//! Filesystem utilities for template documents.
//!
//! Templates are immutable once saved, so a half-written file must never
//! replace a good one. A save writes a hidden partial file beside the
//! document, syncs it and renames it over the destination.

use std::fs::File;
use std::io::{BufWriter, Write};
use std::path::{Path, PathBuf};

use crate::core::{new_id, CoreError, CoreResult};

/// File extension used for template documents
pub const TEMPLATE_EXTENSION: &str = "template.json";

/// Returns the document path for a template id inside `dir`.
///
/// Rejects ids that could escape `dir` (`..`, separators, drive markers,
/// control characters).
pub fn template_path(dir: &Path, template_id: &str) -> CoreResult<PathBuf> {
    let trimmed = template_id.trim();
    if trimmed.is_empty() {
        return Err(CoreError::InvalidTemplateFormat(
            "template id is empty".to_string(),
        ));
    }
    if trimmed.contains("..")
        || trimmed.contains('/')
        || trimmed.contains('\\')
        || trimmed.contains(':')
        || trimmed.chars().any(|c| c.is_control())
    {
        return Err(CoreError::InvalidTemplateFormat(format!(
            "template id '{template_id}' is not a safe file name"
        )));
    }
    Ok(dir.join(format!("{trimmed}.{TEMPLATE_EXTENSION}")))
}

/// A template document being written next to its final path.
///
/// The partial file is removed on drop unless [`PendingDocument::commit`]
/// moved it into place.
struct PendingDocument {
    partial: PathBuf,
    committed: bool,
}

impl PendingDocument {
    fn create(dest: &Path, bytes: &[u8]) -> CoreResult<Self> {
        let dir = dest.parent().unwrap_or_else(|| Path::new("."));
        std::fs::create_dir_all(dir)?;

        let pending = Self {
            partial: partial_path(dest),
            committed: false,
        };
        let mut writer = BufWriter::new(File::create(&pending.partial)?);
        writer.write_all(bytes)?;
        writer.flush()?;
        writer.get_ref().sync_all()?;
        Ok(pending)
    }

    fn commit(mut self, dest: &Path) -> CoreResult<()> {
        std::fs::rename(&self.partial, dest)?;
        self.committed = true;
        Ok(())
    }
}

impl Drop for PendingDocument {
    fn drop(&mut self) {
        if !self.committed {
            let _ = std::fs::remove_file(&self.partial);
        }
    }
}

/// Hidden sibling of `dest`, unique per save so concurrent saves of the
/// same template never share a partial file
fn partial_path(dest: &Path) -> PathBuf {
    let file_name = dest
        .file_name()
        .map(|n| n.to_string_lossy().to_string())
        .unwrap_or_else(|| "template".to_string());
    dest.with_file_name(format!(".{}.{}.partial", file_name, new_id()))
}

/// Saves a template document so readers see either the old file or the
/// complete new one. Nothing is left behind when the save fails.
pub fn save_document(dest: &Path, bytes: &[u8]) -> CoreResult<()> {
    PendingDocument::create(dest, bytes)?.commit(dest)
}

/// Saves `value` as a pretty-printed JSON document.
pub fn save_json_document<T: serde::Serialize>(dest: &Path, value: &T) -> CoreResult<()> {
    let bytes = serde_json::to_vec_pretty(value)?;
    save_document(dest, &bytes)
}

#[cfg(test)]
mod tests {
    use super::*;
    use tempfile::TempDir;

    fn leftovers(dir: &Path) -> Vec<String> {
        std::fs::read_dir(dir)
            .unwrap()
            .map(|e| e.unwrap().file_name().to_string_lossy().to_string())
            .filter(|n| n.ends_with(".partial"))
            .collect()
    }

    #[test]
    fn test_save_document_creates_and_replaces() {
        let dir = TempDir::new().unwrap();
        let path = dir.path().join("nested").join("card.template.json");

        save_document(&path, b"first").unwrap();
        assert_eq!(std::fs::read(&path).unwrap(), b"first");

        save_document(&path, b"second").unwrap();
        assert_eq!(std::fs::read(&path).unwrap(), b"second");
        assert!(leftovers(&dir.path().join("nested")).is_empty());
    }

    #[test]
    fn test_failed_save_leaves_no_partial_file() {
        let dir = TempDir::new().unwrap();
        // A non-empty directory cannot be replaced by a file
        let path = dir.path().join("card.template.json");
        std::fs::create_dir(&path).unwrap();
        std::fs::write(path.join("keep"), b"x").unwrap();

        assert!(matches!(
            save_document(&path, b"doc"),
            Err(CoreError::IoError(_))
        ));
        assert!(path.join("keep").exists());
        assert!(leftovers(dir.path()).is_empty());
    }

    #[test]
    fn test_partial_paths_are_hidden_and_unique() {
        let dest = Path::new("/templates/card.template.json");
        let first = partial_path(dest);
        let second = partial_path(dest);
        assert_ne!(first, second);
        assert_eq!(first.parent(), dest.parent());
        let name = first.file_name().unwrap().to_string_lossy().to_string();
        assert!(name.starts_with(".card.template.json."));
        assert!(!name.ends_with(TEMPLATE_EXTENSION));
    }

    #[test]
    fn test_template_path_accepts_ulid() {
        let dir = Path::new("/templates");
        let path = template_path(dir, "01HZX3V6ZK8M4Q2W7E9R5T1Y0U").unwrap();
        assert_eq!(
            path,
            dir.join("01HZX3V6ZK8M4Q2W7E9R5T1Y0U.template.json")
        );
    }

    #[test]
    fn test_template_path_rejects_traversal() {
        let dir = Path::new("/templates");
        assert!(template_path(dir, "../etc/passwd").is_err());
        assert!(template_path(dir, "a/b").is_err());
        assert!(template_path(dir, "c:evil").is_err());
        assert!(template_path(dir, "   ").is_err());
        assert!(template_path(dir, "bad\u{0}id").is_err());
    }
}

- - -

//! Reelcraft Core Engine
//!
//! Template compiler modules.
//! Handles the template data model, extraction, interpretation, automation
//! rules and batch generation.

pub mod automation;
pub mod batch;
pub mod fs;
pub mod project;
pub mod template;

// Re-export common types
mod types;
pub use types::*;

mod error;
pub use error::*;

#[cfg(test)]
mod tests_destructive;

- - -

• **Your goal**
Every line from the line containing "let _ = std::fs::remove_file(&self.partial);" through the line containing "fn partial_path(dest: &Path)" in the records above must be retyped exactly. Leave out the rest.

• **Result of the task**
            let _ = std::fs::remove_file(&self.partial);
        }
    }
}

/// Hidden sibling of `dest`, unique per save so concurrent saves of the
/// same template never share a partial file
fn partial_path(dest: &Path) -> PathBuf {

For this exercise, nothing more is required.